Transcribe the records below exactly as written, from the opening line through the line that contains "the index against".

++++ EXERCISE DATA ++++

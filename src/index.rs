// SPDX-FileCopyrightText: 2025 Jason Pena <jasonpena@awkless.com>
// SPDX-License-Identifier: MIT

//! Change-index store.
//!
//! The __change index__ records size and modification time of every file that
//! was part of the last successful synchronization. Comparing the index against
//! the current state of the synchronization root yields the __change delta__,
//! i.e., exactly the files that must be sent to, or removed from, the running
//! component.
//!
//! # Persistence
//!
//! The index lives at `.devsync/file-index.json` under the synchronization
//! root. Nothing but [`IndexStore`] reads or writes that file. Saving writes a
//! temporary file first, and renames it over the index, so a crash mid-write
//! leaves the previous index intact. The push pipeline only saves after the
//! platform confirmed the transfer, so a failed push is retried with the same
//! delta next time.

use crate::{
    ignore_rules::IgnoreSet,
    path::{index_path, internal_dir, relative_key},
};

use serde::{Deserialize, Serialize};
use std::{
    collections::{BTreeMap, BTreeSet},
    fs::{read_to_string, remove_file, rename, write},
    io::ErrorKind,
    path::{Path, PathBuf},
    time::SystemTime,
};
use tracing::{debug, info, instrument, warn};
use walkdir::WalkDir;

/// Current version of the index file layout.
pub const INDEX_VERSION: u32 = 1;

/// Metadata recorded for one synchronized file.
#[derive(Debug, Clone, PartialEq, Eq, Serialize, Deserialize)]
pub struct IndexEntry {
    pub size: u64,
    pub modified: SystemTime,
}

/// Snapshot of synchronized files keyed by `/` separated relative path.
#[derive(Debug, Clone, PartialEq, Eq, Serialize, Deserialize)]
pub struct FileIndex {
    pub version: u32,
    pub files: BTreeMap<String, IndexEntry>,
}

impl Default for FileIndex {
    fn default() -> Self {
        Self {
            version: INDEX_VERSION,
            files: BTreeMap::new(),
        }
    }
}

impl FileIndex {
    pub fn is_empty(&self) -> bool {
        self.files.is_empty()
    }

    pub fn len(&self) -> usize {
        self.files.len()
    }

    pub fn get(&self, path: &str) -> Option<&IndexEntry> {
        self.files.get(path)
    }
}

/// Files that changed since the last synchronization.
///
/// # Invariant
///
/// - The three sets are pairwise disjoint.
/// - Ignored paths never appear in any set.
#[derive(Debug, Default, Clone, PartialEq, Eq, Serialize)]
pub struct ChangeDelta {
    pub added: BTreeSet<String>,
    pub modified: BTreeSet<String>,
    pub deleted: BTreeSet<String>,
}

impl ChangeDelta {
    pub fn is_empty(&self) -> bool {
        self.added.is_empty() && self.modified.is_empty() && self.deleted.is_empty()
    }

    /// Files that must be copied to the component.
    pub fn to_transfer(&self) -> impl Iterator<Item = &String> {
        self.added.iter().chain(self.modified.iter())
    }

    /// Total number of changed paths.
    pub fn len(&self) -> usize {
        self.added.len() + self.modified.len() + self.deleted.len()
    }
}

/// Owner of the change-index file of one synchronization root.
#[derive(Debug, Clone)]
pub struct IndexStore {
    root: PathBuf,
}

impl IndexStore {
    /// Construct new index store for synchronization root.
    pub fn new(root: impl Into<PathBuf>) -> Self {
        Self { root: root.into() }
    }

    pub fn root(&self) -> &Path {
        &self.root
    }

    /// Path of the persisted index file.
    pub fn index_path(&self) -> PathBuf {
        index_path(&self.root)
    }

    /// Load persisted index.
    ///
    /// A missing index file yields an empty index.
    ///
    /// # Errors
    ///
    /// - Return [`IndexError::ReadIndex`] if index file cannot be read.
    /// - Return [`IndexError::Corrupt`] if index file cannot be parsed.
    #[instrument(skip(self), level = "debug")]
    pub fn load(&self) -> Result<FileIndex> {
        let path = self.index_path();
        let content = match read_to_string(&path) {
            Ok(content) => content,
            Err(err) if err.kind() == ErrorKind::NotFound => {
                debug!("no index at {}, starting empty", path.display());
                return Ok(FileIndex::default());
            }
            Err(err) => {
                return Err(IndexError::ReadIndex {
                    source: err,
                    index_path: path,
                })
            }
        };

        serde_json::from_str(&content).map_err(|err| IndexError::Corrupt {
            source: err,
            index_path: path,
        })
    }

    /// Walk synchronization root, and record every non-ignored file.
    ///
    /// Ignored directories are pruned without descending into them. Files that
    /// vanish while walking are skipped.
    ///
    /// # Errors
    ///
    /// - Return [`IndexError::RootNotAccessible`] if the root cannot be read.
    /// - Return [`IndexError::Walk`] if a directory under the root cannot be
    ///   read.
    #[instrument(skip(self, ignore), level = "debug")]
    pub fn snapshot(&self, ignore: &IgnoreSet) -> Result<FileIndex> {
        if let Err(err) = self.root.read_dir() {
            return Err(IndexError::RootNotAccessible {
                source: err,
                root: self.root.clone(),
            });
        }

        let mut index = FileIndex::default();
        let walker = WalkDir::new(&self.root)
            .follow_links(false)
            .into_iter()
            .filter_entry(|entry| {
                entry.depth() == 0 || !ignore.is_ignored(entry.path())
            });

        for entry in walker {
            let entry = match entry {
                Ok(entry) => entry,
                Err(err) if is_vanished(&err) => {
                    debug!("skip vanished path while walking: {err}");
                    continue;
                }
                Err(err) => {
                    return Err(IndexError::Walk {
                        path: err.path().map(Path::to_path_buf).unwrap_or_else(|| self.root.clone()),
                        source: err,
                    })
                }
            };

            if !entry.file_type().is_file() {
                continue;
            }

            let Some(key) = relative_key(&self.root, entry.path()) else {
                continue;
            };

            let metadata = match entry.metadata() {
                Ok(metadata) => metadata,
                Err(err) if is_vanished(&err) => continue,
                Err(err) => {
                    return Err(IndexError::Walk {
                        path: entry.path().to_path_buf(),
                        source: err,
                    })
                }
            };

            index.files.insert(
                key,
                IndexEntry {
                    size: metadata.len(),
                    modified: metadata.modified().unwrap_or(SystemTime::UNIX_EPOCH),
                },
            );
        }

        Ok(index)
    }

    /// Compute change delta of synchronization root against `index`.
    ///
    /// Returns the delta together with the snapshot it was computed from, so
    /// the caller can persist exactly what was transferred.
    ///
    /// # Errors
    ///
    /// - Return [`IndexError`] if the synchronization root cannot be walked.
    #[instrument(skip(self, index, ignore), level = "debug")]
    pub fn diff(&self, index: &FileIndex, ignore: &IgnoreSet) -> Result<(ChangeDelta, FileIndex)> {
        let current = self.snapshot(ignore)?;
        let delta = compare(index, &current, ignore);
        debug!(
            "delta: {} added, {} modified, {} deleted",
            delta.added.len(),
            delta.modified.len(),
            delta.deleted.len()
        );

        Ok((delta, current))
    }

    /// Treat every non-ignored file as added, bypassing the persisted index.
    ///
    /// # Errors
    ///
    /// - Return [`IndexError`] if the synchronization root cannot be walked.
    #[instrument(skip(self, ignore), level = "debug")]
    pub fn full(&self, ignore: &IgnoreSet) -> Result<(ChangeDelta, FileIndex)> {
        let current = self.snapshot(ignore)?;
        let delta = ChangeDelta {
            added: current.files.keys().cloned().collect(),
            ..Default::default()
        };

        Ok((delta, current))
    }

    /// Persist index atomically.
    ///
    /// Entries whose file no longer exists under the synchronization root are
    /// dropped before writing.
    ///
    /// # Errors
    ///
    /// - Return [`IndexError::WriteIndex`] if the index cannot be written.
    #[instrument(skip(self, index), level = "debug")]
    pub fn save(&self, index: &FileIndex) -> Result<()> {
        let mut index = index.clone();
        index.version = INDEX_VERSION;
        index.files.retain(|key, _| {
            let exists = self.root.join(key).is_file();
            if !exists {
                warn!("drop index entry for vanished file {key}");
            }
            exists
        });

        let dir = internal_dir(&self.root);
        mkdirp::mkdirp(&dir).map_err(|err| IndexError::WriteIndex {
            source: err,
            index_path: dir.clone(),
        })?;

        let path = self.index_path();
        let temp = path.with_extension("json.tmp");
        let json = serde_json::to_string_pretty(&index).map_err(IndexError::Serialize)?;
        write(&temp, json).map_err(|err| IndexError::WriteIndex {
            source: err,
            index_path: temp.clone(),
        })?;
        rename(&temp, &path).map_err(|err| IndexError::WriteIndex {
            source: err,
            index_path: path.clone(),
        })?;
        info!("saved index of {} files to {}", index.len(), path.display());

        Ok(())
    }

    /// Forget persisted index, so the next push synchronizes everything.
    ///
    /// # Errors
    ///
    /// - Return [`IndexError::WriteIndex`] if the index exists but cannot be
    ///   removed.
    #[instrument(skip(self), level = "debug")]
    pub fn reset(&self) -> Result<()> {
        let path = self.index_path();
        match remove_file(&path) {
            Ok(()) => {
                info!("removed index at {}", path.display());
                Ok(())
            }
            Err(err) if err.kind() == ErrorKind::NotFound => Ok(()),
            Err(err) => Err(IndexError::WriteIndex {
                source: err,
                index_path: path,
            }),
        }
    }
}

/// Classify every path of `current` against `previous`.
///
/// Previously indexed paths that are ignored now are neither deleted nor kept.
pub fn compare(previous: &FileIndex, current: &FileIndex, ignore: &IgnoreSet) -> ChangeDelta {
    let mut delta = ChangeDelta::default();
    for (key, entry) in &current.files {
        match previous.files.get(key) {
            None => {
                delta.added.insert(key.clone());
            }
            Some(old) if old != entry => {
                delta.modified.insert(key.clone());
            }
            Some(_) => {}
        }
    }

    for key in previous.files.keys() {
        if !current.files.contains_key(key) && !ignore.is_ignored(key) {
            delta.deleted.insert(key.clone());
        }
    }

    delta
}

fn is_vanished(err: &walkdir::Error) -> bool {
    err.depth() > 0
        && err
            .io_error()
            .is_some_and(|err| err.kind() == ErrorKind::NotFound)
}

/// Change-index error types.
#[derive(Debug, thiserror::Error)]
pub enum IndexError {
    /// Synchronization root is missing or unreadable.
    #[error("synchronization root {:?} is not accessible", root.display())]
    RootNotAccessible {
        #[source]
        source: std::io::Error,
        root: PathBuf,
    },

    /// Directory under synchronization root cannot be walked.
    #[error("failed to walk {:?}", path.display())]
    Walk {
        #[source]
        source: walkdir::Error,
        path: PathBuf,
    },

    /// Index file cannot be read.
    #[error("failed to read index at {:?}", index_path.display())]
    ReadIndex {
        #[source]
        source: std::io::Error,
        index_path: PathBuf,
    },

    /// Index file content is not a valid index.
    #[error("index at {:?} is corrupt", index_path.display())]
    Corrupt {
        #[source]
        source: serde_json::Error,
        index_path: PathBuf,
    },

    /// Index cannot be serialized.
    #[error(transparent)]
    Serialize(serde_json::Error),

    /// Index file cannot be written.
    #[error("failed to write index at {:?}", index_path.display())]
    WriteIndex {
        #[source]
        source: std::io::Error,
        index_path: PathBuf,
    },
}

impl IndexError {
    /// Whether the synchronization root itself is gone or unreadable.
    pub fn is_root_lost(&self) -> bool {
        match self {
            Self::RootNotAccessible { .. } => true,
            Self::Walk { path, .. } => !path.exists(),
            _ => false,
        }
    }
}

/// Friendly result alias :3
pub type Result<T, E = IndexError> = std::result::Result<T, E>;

++++

RESULT OF THE TASK:
filename src/index.rs
// SPDX-FileCopyrightText: 2025 Jason Pena <jasonpena@awkless.com>
// SPDX-License-Identifier: MIT

//! Change-index store.
//!
//! The __change index__ records size and modification time of every file that
//! was part of the last successful synchronization. Comparing the index against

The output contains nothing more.